The online version of this article (doi:10.1186/1742-2094-8-171) contains supplementary material, which is available to authorized users.
Competing interests
The authors declare that they have no competing interests.
Authors' contributions
JJMH, PE and WAvG designed the study. JJMH coordinated the study and was responsible for writing the manuscript. ESvH carried out most of the lab work and analyzed the data. PE and WAvG participated in writing the manuscript. AJMR was responsible for the autopsy material and neuropathological evaluation. All authors read and approved the final manuscript.
Background
Alzheimer's disease (AD) is a chronic neurodegenerative disease and is the most common cause of dementia. Two hallmarks of the disease are senile plaques, which are mainly composed of extracellular deposits of amyloid β (Aβ), and neurofibrillary tangles, which consist of intracellular aggregates of aberrantly phosphorylated tau protein. Senile plaques are associated with an inflammatory response as shown by an increased presence of activated complement proteins, cytokines, and activated microglia and astrocytes [1]. It is suggested that this inflammatory response, also referred to as neuroinflammation, plays a prominent and early role in AD [2‐4]. A role for inflammation in AD has recently gained strong support from genome-wide association studies that have identified genes involved in inflammation that are associated with increased risk of developing AD [5, 6].
The inflammatory response in AD is a double-edged sword. It is a self-defence reaction aimed at eliminating injurious stimuli and restoring tissue integrity.

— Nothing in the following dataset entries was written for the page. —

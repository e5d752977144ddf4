//! Attribute rewriting for a single XML document
//!
//! The document is parsed only to locate attribute values. The output is
//! the source text with the changed values spliced in, so comments,
//! formatting, sibling attributes and quoting survive untouched. A
//! declared encoding other than UTF-8 is relabelled, since the output is
//! always UTF-8.

use std::borrow::Cow;
use std::ops::Range;

use roxmltree::{Document, ParsingOptions};
use rtlfix_text::ShapingContext;

use crate::encoding::{declaration, encoding_label};

/// Declaration written when the source has none
pub const XML_DECLARATION: &str = "<?xml version='1.0' encoding='utf-8'?>\n";

/// Result of fixing one document
#[derive(Debug, Clone, PartialEq, Eq)]
pub struct FixedDocument {
    /// Serialized output, including an XML declaration
    pub xml: String,
    /// Elements carrying the attribute
    pub visited: usize,
    /// Elements whose attribute value changed
    pub changed: usize,
}

/// Reshape every `attribute` value in `source`.
///
/// Elements are visited in document order. Only attributes without a
/// namespace match.
pub fn fix_document(
    source: &str,
    attribute: &str,
    ctx: &ShapingContext,
) -> Result<FixedDocument, roxmltree::Error> {
    let source = source.strip_prefix('\u{FEFF}').unwrap_or(source);
    let relabelled = relabel_declaration(source);
    let source: &str = &relabelled;
    let options = ParsingOptions {
        allow_dtd: true,
        ..ParsingOptions::default()
    };
    let doc = Document::parse_with_options(source, options)?;

    let mut visited = 0;
    let mut edits: Vec<(Range<usize>, String)> = Vec::new();

    for node in doc.descendants().filter(|n| n.is_element()) {
        let Some(attr) = node
            .attributes()
            .find(|a| a.name() == attribute && a.namespace().is_none())
        else {
            continue;
        };

        visited += 1;
        let fixed = ctx.reshape_and_reorder(attr.value());
        if fixed != attr.value() {
            edits.push((attr.range_value(), escape_attribute(&fixed)));
        }
    }

    let changed = edits.len();
    let mut xml = String::with_capacity(source.len() + XML_DECLARATION.len());
    if declaration(source.as_bytes()).is_none() {
        xml.push_str(XML_DECLARATION);
    }

    let mut cursor = 0;
    for (range, value) in edits {
        xml.push_str(&source[cursor..range.start]);
        xml.push_str(&value);
        cursor = range.end;
    }
    xml.push_str(&source[cursor..]);

    Ok(FixedDocument { xml, visited, changed })
}

fn relabel_declaration(source: &str) -> Cow<'_, str> {
    let Some(range) = declaration(source.as_bytes()).and_then(encoding_label) else {
        return Cow::Borrowed(source);
    };
    if source[range.clone()].eq_ignore_ascii_case("utf-8") {
        return Cow::Borrowed(source);
    }
    Cow::Owned(format!("{}utf-8{}", &source[..range.start], &source[range.end..]))
}

/// Escape a value for either quote style
pub fn escape_attribute(value: &str) -> String {
    let mut out = String::with_capacity(value.len());
    for c in value.chars() {
        match c {
            '&' => out.push_str("&amp;"),
            '<' => out.push_str("&lt;"),
            '>' => out.push_str("&gt;"),
            '"' => out.push_str("&quot;"),
            '\'' => out.push_str("&apos;"),
            '\t' => out.push_str("&#9;"),
            '\n' => out.push_str("&#10;"),
            '\r' => out.push_str("&#13;"),
            _ => out.push(c),
        }
    }
    out
}

#[cfg(test)]
mod tests {
    use super::*;
    use rtlfix_text::{ShapingOptions, ShapingService};

    fn ctx() -> ShapingContext {
        ShapingService::detect()
            .prepare(ShapingOptions::preserve_diacritics())
            .unwrap()
    }

    #[test]
    fn test_changes_only_arabic_values() {
        let src = r#"<Items><Item Value="مرحبا"/><Item Value="hello"/></Items>"#;
        let fixed = fix_document(src, "Value", &ctx()).unwrap();

        assert_eq!(fixed.visited, 2);
        assert_eq!(fixed.changed, 1);
        assert!(fixed.xml.starts_with(XML_DECLARATION));
        assert!(fixed.xml.contains(r#"<Item Value="hello"/>"#));
        assert!(!fixed.xml.contains("مرحبا"));
    }

    #[test]
    fn test_keeps_existing_declaration_and_layout() {
        let src = "<?xml version=\"1.0\" encoding=\"UTF-8\"?>\n<!-- note -->\n<Root a='1' Value='x'>\n  <Child/>\n</Root>\n";
        let fixed = fix_document(src, "Value", &ctx()).unwrap();

        assert_eq!(fixed.changed, 0);
        assert_eq!(fixed.xml, src);
    }

    #[test]
    fn test_nested_elements_visited() {
        let src = r#"<a Value="ب"><b><c Value="ت"/></b><d Name="ث"/></a>"#;
        let fixed = fix_document(src, "Value", &ctx()).unwrap();

        assert_eq!(fixed.visited, 2);
        assert_eq!(fixed.changed, 2);
        assert!(fixed.xml.contains(r#"<d Name="ث"/>"#));
    }

    #[test]
    fn test_other_attribute_name() {
        let src = r#"<a Text="ب" Value="ت"/>"#;
        let fixed = fix_document(src, "Text", &ctx()).unwrap();

        assert_eq!(fixed.changed, 1);
        assert!(fixed.xml.contains(r#"Value="ت""#));
        assert!(fixed.xml.contains("Text=\"\u{FE8F}\""));
    }

    #[test]
    fn test_legacy_declaration_relabelled() {
        let src = "<?xml version='1.0' encoding='windows-1256'?><a Value='&#1576;'/>";
        let fixed = fix_document(src, "Value", &ctx()).unwrap();

        assert_eq!(fixed.changed, 1);
        assert!(fixed.xml.starts_with("<?xml version='1.0' encoding='utf-8'?><a Value='\u{FE8F}'/>"));
    }

    #[test]
    fn test_bom_is_dropped() {
        let src = "\u{FEFF}<a/>";
        let fixed = fix_document(src, "Value", &ctx()).unwrap();
        assert_eq!(fixed.xml, format!("{XML_DECLARATION}<a/>"));
    }

    #[test]
    fn test_malformed() {
        assert!(fix_document("<a><b></a>", "Value", &ctx()).is_err());
    }

    #[test]
    fn test_escape_attribute() {
        assert_eq!(escape_attribute(r#"a&b<c>"d'"#), "a&amp;b&lt;c&gt;&quot;d&apos;");
    }
}
/// A live connection to one remote endpoint.
pub struct Connection {
    remote: SocketAddr,
    config: Arc<NetworkConfig>,
    tx: Arc<Transmitter>,
    events: flume::Sender<MessengerEvent>,
    closed: AtomicBool,
    created: Instant,
    last_received: Mutex<Instant>,
    reliable: ReliableQueue,
    ordered: OrderedQueue,
    chunks: Mutex<ChunkBuffer>,
    fragments: FragmentTable,
    /// Ids of everything sent to this peer, acks included
    next_id: AtomicU16,
    next_group: AtomicU16,
    handled: Mutex<ReplayWindow>,
    mtu: Mutex<MtuDiscovery>,
    flow: Mutex<FlowState>,
    stats: ConnectionStats,
}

However, inflammation may become a harmful process when it becomes chronic. Chronic activation of the inflammatory response in AD produces pro-inflammatory cytokines, prostaglandins and reactive oxygen species that exacerbate Aβ deposition and induce neuronal dysfunction [7]. Despite wide acceptance of the idea that inflammation contributes to AD, it remains unclear at what stages of AD inflammation is beneficial or detrimental [8].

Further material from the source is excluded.